2.2.1 Supervised Learning
The goal of supervised learning is to learn a mapping from the input space to the output space where the correct values are provided by labels, called the supervisor. Figure 2.1 shows an overview of the supervised learning model. If the output data are real‐valued, then such problems are also called regression. Otherwise, they are called classification, where the learning system fits a model that associates sets of (input) exemplars with labels, possibly with a corresponding measure of certainty. After training with past data, the model learns a classification rule, which may be in the form of an If‐Then‐Else form. Having a rule like this enables us to make predictions if the future is similar to the past.
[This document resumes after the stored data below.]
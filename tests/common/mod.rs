//! Shared test utilities for integration and E2E tests.
//!
//! This module provides common fixtures and helper functions to reduce
//! duplication across test files.
//!
//! ## Usage
//!
//! Add `mod common;` to your test file, then use the helpers:
//!
//! ```rust,ignore
//! mod common;
//! use common::prelude::*;
//!
//! #[test]
//! fn test_example() {
//!     let fixture = TestFixture::new().with_docs_site();
//!     fixture.command().arg("route").arg("extensions/intro").assert().success();
//! }
//! ```

use assert_fs::prelude::*;
use std::path::{Path, PathBuf};

/// Re-export commonly used test dependencies for convenience.
pub mod prelude {
    pub use assert_cmd::cargo::cargo_bin_cmd;
    pub use assert_fs::prelude::*;
    #[allow(unused_imports)]
    pub use assert_fs::TempDir;
    pub use predicates::prelude::*;

    #[allow(unused_imports)]
    pub use super::fixtures;
    pub use super::TestFixture;
}

/// Common documents used to populate fixtures.
#[allow(dead_code)]
pub mod fixtures {
    /// Provider document with a root provider, a nested mount, a chromium
    /// provider with default extensions and an object-store provider.
    pub const PROVIDERS: &str = r#"{
  "root": {
    "serveFrom": "",
    "chromium": {"dir": "docs/static"}
  },
  "extensions": {
    "serveFrom": "extensions",
    "chromium": {"dir": "docs/templates"},
    "defaultExtensions": [".html", ".md"],
    "supportsTemplates": true
  },
  "tomatoes": {
    "serveFrom": "tomatoes-dir/are/a",
    "chromium": {"dir": "docs/tomatoes"}
  },
  "samples": {
    "serveFrom": "samples",
    "gcs": {"bucket": "gs://sample-bucket", "dir": "zips"},
    "supportsZip": true
  },
  "misconfigured": {
    "serveFrom": "broken"
  }
}"#;

    /// Feature dataset naming the fixture APIs.
    pub const FEATURES: &str = r#"{
  // Feature dataset used by the reference tests.
  "tabs": {},
  "pageAction": {},
  "foo": {},
  "app": {},
  "app.window": {},
  "devtools.panels": [{"noparent": true}]
}"#;

    pub const TABS_API: &str = r#"[{
  "namespace": "tabs",
  "types": [
    {"id": "Tab", "type": "object", "properties": {"id": {"type": "integer"}}},
    {"id": "MutedInfo", "type": "object", "platforms": ["linux", "win", "mac"]}
  ],
  "functions": [{"name": "query", "type": "function"}],
  "events": [{"name": "onUpdated", "type": "function"}]
}]"#;

    pub const PAGE_ACTION_API: &str = r#"[{
  "namespace": "pageAction",
  "functions": [{"name": "show", "type": "function"}]
}]"#;

    pub const FOO_API: &str = r#"[{
  "namespace": "foo",
  "documentation_options": {"documented_in": "foo_guide"},
  "types": [
    {"id": "Baz", "type": "object", "properties": {"qux": {"type": "string"}}}
  ],
  "properties": {"bar": {"$ref": "Baz"}}
}]"#;
}

/// Directory, inside the fixture, that commands use as `--root`.
const ROOT_DIR: &str = "site";

/// A temporary documentation tree plus space for files that live outside
/// the served root (patch files, for instance).
pub struct TestFixture {
    temp_dir: assert_fs::TempDir,
}

impl TestFixture {
    /// Create a new test fixture with an empty root.
    pub fn new() -> Self {
        let temp_dir = assert_fs::TempDir::new().expect("Failed to create temp directory");
        temp_dir
            .child(ROOT_DIR)
            .create_dir_all()
            .expect("Failed to create root directory");
        Self { temp_dir }
    }

    /// Add a file under the served root.
    pub fn with_file(self, path: &str, content: &str) -> Self {
        self.temp_dir
            .child(ROOT_DIR)
            .child(path)
            .write_str(content)
            .expect("Failed to write file");
        self
    }

    /// Add a file next to (not inside) the served root.
    #[allow(dead_code)]
    pub fn with_outside_file(self, path: &str, content: &str) -> Self {
        self.temp_dir
            .child(path)
            .write_str(content)
            .expect("Failed to write file");
        self
    }

    /// Populate the root with the provider document, provider content, API
    /// descriptions and the feature dataset from [`fixtures`].
    #[allow(dead_code)]
    pub fn with_docs_site(self) -> Self {
        self.with_file("content_providers.json", fixtures::PROVIDERS)
            .with_file("docs/static/index.html", "<h1>Home</h1>")
            .with_file("docs/static/css/site.css", "body { margin: 0 }")
            .with_file("docs/templates/intro.md", "# Introduction")
            .with_file("docs/templates/guide/index.html", "<h1>Guide</h1>")
            .with_file("docs/tomatoes/fruit", "tomatoes are a fruit")
            .with_file(".buckets/sample-bucket/zips/hello.zip", "PK")
            .with_file("chrome/common/extensions/api/_api_features.json", fixtures::FEATURES)
            .with_file("chrome/common/extensions/api/tabs.json", fixtures::TABS_API)
            .with_file("extensions/common/api/page_action.json", fixtures::PAGE_ACTION_API)
            .with_file("chrome/common/extensions/api/foo.json", fixtures::FOO_API)
    }

    /// The served root.
    pub fn root(&self) -> PathBuf {
        self.temp_dir.path().join(ROOT_DIR)
    }

    /// Path to the temporary directory holding the root.
    #[allow(dead_code)]
    pub fn path(&self) -> &Path {
        self.temp_dir.path()
    }

    /// Create a command for the docserve binary with `--root` set.
    pub fn command(&self) -> assert_cmd::Command {
        let mut cmd = assert_cmd::cargo::cargo_bin_cmd!("docserve");
        cmd.current_dir(self.temp_dir.path());
        cmd.env_remove("DOCSERVE_ROOT")
            .env_remove("DOCSERVE_PATCH")
            .env_remove("DOCSERVE_BUCKETS")
            .env_remove("DOCSERVE_PLATFORM")
            .env_remove("RUST_LOG");
        cmd.arg("--root").arg(self.root());
        cmd
    }
}

impl Default for TestFixture {
    fn default() -> Self {
        Self::new()
    }
}

#[cfg(test)]
mod tests {
    use super::*;

    #[test]
    fn test_fixture_creates_root() {
        let fixture = TestFixture::new();
        assert!(fixture.root().is_dir());
    }

    #[test]
    fn test_fixture_docs_site_documents_are_valid_json() {
        for document in [fixtures::TABS_API, fixtures::PAGE_ACTION_API, fixtures::FOO_API, fixtures::PROVIDERS] {
            serde_json::from_str::<serde_json::Value>(document).expect("fixture should be valid JSON");
        }
    }
}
In some cases, we may want to calculate a probability, then the classification becomes learning an association between the input and output data. Learning a rule from data also allows knowledge extraction. In this case, the rule is a simple (complex) model that describes the data and therefore the learning model provides us with an insight about the process underlying the data. Moreover, a learning model also performs compression by fitting a rule to the data.